Reading: 7.2.3, 7.2.4, 7.2.5.
Required reading: Read carefully either Chapter 7 or Chapter 8 of the textbook (covering practical and theoretical constructions of private key cryptographic primitives, respectively). Note that in class we have/will have covered some parts of both these chapters -- you are responsible for everything covered in class, plus everything else in one of these chapters.
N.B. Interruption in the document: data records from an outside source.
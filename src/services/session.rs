//! Session storage
//!
//! Per-client session state (draft reservation, cached block maps, one-shot
//! messages, login marker) lives behind [`SessionBackend`]: one Redis hash
//! per session in production, an expiring map in memory. [`Session`] is the
//! typed view handlers work with; values are JSON-encoded.

use std::collections::HashMap;
use std::sync::Arc;
use std::time::{Duration, Instant};

use async_trait::async_trait;
use redis::{AsyncCommands, Client};
use serde::{de::DeserializeOwned, Serialize};
use tokio::sync::RwLock;
use uuid::Uuid;

use crate::error::{AppError, AppResult};

/// Keys the booking core reads and writes
#[derive(Debug, Clone, Copy, PartialEq, Eq, Hash)]
pub enum SessionKey {
    /// The draft (then confirmed) reservation
    Reservation,
    /// Block view of a room cached by the last calendar render
    BlockMap(i32),
    Flash,
    Error,
    Warning,
    /// Login marker
    UserId,
}

impl SessionKey {
    pub fn name(&self) -> String {
        match self {
            SessionKey::Reservation => "reservation".to_string(),
            SessionKey::BlockMap(room_id) => format!("block_map_{}", room_id),
            SessionKey::Flash => "flash".to_string(),
            SessionKey::Error => "error".to_string(),
            SessionKey::Warning => "warning".to_string(),
            SessionKey::UserId => "user_id".to_string(),
        }
    }
}

/// Raw storage of session values
#[async_trait]
pub trait SessionBackend: Send + Sync {
    async fn get(&self, session_id: &str, key: &str) -> AppResult<Option<String>>;
    async fn set(&self, session_id: &str, key: &str, value: String) -> AppResult<()>;
    async fn remove(&self, session_id: &str, key: &str) -> AppResult<()>;
    async fn exists(&self, session_id: &str, key: &str) -> AppResult<bool>;
    /// Drop the whole session
    async fn clear(&self, session_id: &str) -> AppResult<()>;
    /// Move every value of `from` under `to`, leaving `from` empty
    async fn rename(&self, from: &str, to: &str) -> AppResult<()>;
}

/// Redis hash per session, expiring `lifetime_seconds` after the last write
#[derive(Clone)]
pub struct RedisSessionBackend {
    client: Client,
    lifetime_seconds: i64,
}

impl RedisSessionBackend {
    /// Connect and ping the server
    pub async fn new(url: &str, lifetime_seconds: i64) -> AppResult<Self> {
        let client = Client::open(url)
            .map_err(|e| AppError::Session(format!("Failed to create Redis client: {}", e)))?;

        let mut conn = client
            .get_multiplexed_async_connection()
            .await
            .map_err(|e| AppError::Session(format!("Failed to connect to Redis: {}", e)))?;

        redis::cmd("PING")
            .query_async::<_, String>(&mut conn)
            .await
            .map_err(|e| AppError::Session(format!("Redis connection test failed: {}", e)))?;

        Ok(Self {
            client,
            lifetime_seconds,
        })
    }

    async fn connection(&self) -> AppResult<redis::aio::MultiplexedConnection> {
        self.client
            .get_multiplexed_async_connection()
            .await
            .map_err(|e| AppError::Session(format!("Failed to get Redis connection: {}", e)))
    }

    fn hash_key(session_id: &str) -> String {
        format!("session:{}", session_id)
    }
}

#[async_trait]
impl SessionBackend for RedisSessionBackend {
    async fn get(&self, session_id: &str, key: &str) -> AppResult<Option<String>> {
        let mut conn = self.connection().await?;
        conn.hget(Self::hash_key(session_id), key)
            .await
            .map_err(|e| AppError::Session(format!("Failed to read session: {}", e)))
    }

    async fn set(&self, session_id: &str, key: &str, value: String) -> AppResult<()> {
        let mut conn = self.connection().await?;
        let hash = Self::hash_key(session_id);
        conn.hset::<_, _, _, ()>(&hash, key, value)
            .await
            .map_err(|e| AppError::Session(format!("Failed to write session: {}", e)))?;
        conn.expire::<_, ()>(&hash, self.lifetime_seconds)
            .await
            .map_err(|e| AppError::Session(format!("Failed to refresh session: {}", e)))?;
        Ok(())
    }

    async fn remove(&self, session_id: &str, key: &str) -> AppResult<()> {
        let mut conn = self.connection().await?;
        conn.hdel::<_, _, ()>(Self::hash_key(session_id), key)
            .await
            .map_err(|e| AppError::Session(format!("Failed to update session: {}", e)))
    }

    async fn exists(&self, session_id: &str, key: &str) -> AppResult<bool> {
        let mut conn = self.connection().await?;
        conn.hexists(Self::hash_key(session_id), key)
            .await
            .map_err(|e| AppError::Session(format!("Failed to read session: {}", e)))
    }

    async fn clear(&self, session_id: &str) -> AppResult<()> {
        let mut conn = self.connection().await?;
        conn.del::<_, ()>(Self::hash_key(session_id))
            .await
            .map_err(|e| AppError::Session(format!("Failed to destroy session: {}", e)))
    }

    async fn rename(&self, from: &str, to: &str) -> AppResult<()> {
        let mut conn = self.connection().await?;
        let from = Self::hash_key(from);
        let present: bool = conn
            .exists(&from)
            .await
            .map_err(|e| AppError::Session(format!("Failed to read session: {}", e)))?;
        if !present {
            return Ok(());
        }
        conn.rename::<_, _, ()>(&from, Self::hash_key(to))
            .await
            .map_err(|e| AppError::Session(format!("Failed to renew session: {}", e)))
    }
}

const DEFAULT_LIFETIME: Duration = Duration::from_secs(24 * 3600);

struct MemoryEntry {
    values: HashMap<String, String>,
    touched: Instant,
}

/// Process-local sessions; lost on restart. A session expires `lifetime`
/// after its last write, expired sessions are swept on every write.
pub struct MemorySessionBackend {
    sessions: RwLock<HashMap<String, MemoryEntry>>,
    lifetime: Duration,
}

impl Default for MemorySessionBackend {
    fn default() -> Self {
        Self::with_lifetime(DEFAULT_LIFETIME)
    }
}

impl MemorySessionBackend {
    pub fn new() -> Self {
        Self::default()
    }

    pub fn with_lifetime(lifetime: Duration) -> Self {
        Self {
            sessions: RwLock::new(HashMap::new()),
            lifetime,
        }
    }

    fn live<'a>(&self, sessions: &'a HashMap<String, MemoryEntry>, session_id: &str) -> Option<&'a MemoryEntry> {
        sessions
            .get(session_id)
            .filter(|entry| entry.touched.elapsed() < self.lifetime)
    }

    fn sweep(&self, sessions: &mut HashMap<String, MemoryEntry>) {
        let lifetime = self.lifetime;
        sessions.retain(|_, entry| entry.touched.elapsed() < lifetime);
    }
}

#[async_trait]
impl SessionBackend for MemorySessionBackend {
    async fn get(&self, session_id: &str, key: &str) -> AppResult<Option<String>> {
        let sessions = self.sessions.read().await;
        Ok(self
            .live(&sessions, session_id)
            .and_then(|entry| entry.values.get(key))
            .cloned())
    }

    async fn set(&self, session_id: &str, key: &str, value: String) -> AppResult<()> {
        let mut sessions = self.sessions.write().await;
        self.sweep(&mut sessions);
        let entry = sessions
            .entry(session_id.to_string())
            .or_insert_with(|| MemoryEntry {
                values: HashMap::new(),
                touched: Instant::now(),
            });
        entry.values.insert(key.to_string(), value);
        entry.touched = Instant::now();
        Ok(())
    }

    async fn remove(&self, session_id: &str, key: &str) -> AppResult<()> {
        let mut sessions = self.sessions.write().await;
        if let Some(entry) = sessions.get_mut(session_id) {
            entry.values.remove(key);
        }
        Ok(())
    }

    async fn exists(&self, session_id: &str, key: &str) -> AppResult<bool> {
        let sessions = self.sessions.read().await;
        Ok(self
            .live(&sessions, session_id)
            .map(|entry| entry.values.contains_key(key))
            .unwrap_or(false))
    }

    async fn clear(&self, session_id: &str) -> AppResult<()> {
        self.sessions.write().await.remove(session_id);
        Ok(())
    }

    async fn rename(&self, from: &str, to: &str) -> AppResult<()> {
        let mut sessions = self.sessions.write().await;
        if let Some(mut entry) = sessions.remove(from) {
            entry.touched = Instant::now();
            sessions.insert(to.to_string(), entry);
        }
        Ok(())
    }
}

/// Hands out [`Session`] views over the configured backend
#[derive(Clone)]
pub struct SessionStore {
    backend: Arc<dyn SessionBackend>,
}

impl SessionStore {
    pub fn new(backend: Arc<dyn SessionBackend>) -> Self {
        Self { backend }
    }

    pub fn session(&self, id: impl Into<String>) -> Session {
        Session {
            id: id.into(),
            backend: self.backend.clone(),
        }
    }

    /// A session under a new random id
    pub fn fresh(&self) -> Session {
        self.session(Uuid::new_v4().to_string())
    }

    /// Move `session`'s values under a new random id; the old id is left
    /// empty and no longer carries any state
    pub async fn renew(&self, session: &Session) -> AppResult<Session> {
        let renewed = self.fresh();
        self.backend.rename(&session.id, &renewed.id).await?;
        Ok(renewed)
    }
}

/// One client's session
#[derive(Clone)]
pub struct Session {
    id: String,
    backend: Arc<dyn SessionBackend>,
}

impl Session {
    pub fn id(&self) -> &str {
        &self.id
    }

    /// Typed read; `None` when the key is absent
    pub async fn get<T: DeserializeOwned>(&self, key: SessionKey) -> AppResult<Option<T>> {
        let Some(raw) = self.backend.get(&self.id, &key.name()).await? else {
            return Ok(None);
        };
        let value = serde_json::from_str(&raw).map_err(|e| {
            AppError::SessionState(format!("Malformed session value '{}': {}", key.name(), e))
        })?;
        Ok(Some(value))
    }

    pub async fn put<T: Serialize>(&self, key: SessionKey, value: &T) -> AppResult<()> {
        let raw = serde_json::to_string(value)
            .map_err(|e| AppError::Internal(format!("Failed to encode session value: {}", e)))?;
        self.backend.set(&self.id, &key.name(), raw).await
    }

    pub async fn remove(&self, key: SessionKey) -> AppResult<()> {
        self.backend.remove(&self.id, &key.name()).await
    }

    pub async fn exists(&self, key: SessionKey) -> AppResult<bool> {
        self.backend.exists(&self.id, &key.name()).await
    }

    /// Get-then-clear
    pub async fn pop<T: DeserializeOwned>(&self, key: SessionKey) -> AppResult<Option<T>> {
        let value = self.get(key).await?;
        if value.is_some() {
            self.remove(key).await?;
        }
        Ok(value)
    }

    /// Get-then-clear of a one-shot message; empty when absent
    pub async fn pop_string(&self, key: SessionKey) -> AppResult<String> {
        Ok(self.pop::<String>(key).await?.unwrap_or_default())
    }

    pub async fn destroy(&self) -> AppResult<()> {
        self.backend.clear(&self.id).await
    }
}

#[cfg(test)]
mod tests {
    use super::*;
    use crate::models::DraftReservation;
    use chrono::NaiveDate;

    fn store() -> SessionStore {
        SessionStore::new(Arc::new(MemorySessionBackend::new()))
    }

    #[test]
    fn test_key_names() {
        assert_eq!(SessionKey::Reservation.name(), "reservation");
        assert_eq!(SessionKey::BlockMap(5).name(), "block_map_5");
        assert_eq!(SessionKey::UserId.name(), "user_id");
    }

    #[tokio::test]
    async fn test_typed_round_trip() {
        let session = store().session("abc");
        let draft = DraftReservation::new(
            NaiveDate::from_ymd_opt(2024, 6, 1).unwrap(),
            NaiveDate::from_ymd_opt(2024, 6, 3).unwrap(),
        );

        session.put(SessionKey::Reservation, &draft).await.unwrap();
        assert!(session.exists(SessionKey::Reservation).await.unwrap());

        let back: Option<DraftReservation> = session.get(SessionKey::Reservation).await.unwrap();
        assert_eq!(back, Some(draft));
    }

    #[tokio::test]
    async fn test_wrong_type_is_session_state_error() {
        let session = store().session("abc");
        session.put(SessionKey::Reservation, &"not a draft").await.unwrap();

        let result = session.get::<DraftReservation>(SessionKey::Reservation).await;
        assert!(matches!(result, Err(AppError::SessionState(_))));
    }

    #[tokio::test]
    async fn test_pop_string_reads_once() {
        let session = store().session("abc");
        session.put(SessionKey::Flash, &"Changes saved").await.unwrap();

        assert_eq!(session.pop_string(SessionKey::Flash).await.unwrap(), "Changes saved");
        assert_eq!(session.pop_string(SessionKey::Flash).await.unwrap(), "");
    }

    #[tokio::test]
    async fn test_renew_moves_values_to_new_id() {
        let store = store();
        let old = store.session("planted");
        old.put(SessionKey::Flash, &"Hello").await.unwrap();

        let renewed = store.renew(&old).await.unwrap();
        assert_ne!(renewed.id(), "planted");
        assert_eq!(renewed.pop_string(SessionKey::Flash).await.unwrap(), "Hello");
        assert!(!old.exists(SessionKey::Flash).await.unwrap());

        renewed.put(SessionKey::UserId, &1).await.unwrap();
        assert!(!old.exists(SessionKey::UserId).await.unwrap());
    }

    #[tokio::test]
    async fn test_memory_sessions_expire() {
        let backend = Arc::new(MemorySessionBackend::with_lifetime(Duration::from_millis(50)));
        let store = SessionStore::new(backend.clone());
        let stale = store.session("stale");
        stale.put(SessionKey::Flash, &"old").await.unwrap();

        tokio::time::sleep(Duration::from_millis(80)).await;
        assert_eq!(stale.get::<String>(SessionKey::Flash).await.unwrap(), None);

        store.session("live").put(SessionKey::Flash, &"new").await.unwrap();
        let sessions = backend.sessions.read().await;
        assert_eq!(sessions.len(), 1);
        assert!(sessions.contains_key("live"));
    }

    #[tokio::test]
    async fn test_sessions_are_isolated() {
        let store = store();
        let a = store.session("a");
        let b = store.session("b");
        a.put(SessionKey::UserId, &1).await.unwrap();

        assert!(!b.exists(SessionKey::UserId).await.unwrap());

        a.destroy().await.unwrap();
        assert!(!a.exists(SessionKey::UserId).await.unwrap());
    }
}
Lecture 11 (2/22) Gave a high level overview of theoretical constructions of private key primitives: defined one-way functions (OWF) and talked about their importance as a minimal building block in cryptography. Defined hard-core bit (HCB) and mentioned the Goldreich-Levin theorem, which shows how to get a HCB from every OWF. We also defined one-way permutations (OWP) and sketched how OWP imply PRG (mentioning that OWF also imply PRG - we didn't show how). We then switched to a new goal: authenticity/integrity, rather than secrecy. Showed that encryption does not necessarily provide authentication. Motivated and defined message authentication codes (MACs). Defined security of a MAC (existential unforgeability against adaptive chosen message attacks), including the variations of fixed-length MAC and strong MAC (noting that if the MAC algorithm is deterministic then there's a unique tag for each message and standrad MAC implies strong MAC in this case).
Reading: 8.1-8.4 (although we only gave a high level overview of these parts, skipping proofs and many other details). 4.1, 4.2.

Lecture 12 (2/24) MAC review and discussion, explained why replay attacks are not handled by the MAC definition, and that they should be protected at the level of the message (mentioned approaches using counters or time stamps). Showed a construction of secure fixed-length MAC by using a PRF and proved its security. Discussed how to use a fixed-length MAC to get a MAC for longer messages: simply authenticating each block separately and some more sophisticated variations do not work (we discussed attacks based on reordering blocks, mixing blocks from different messages, and truncating blocks). But a secure MAC can be obtained with a block-by-block approach if we include in each block also a random message identifier, length of message, and the index of the block. This results in a long tag, while there are much more efficient schemes (with a single-block tag even for long messages). We showed one of them: CBC-MAC, which is secure for fixed-length messages (arbitrarily long but just one length, agreed upon and fixed in advance). Pointed out the main differences with CBC encryption (no IV and no intermediate values), which are essential for security. Two ways to augment CBC-MAC to be secure for arbitrary length messages: either prepend the length of the message as a first block, or apply an additional layer of PRF at the end with a fresh key. (We will see hash-based MAC later as another efficient and secure alternative). Notes: We did not prove security for any of the above longer message MACs. In one of the sections we did not cover CBC-MAC - will do so next time.
Reading: 4.2, 4.3, 4.4.1

Third review session (Monday 2/28 4:00pm, Mudd 524): led by Miranda and Sandip.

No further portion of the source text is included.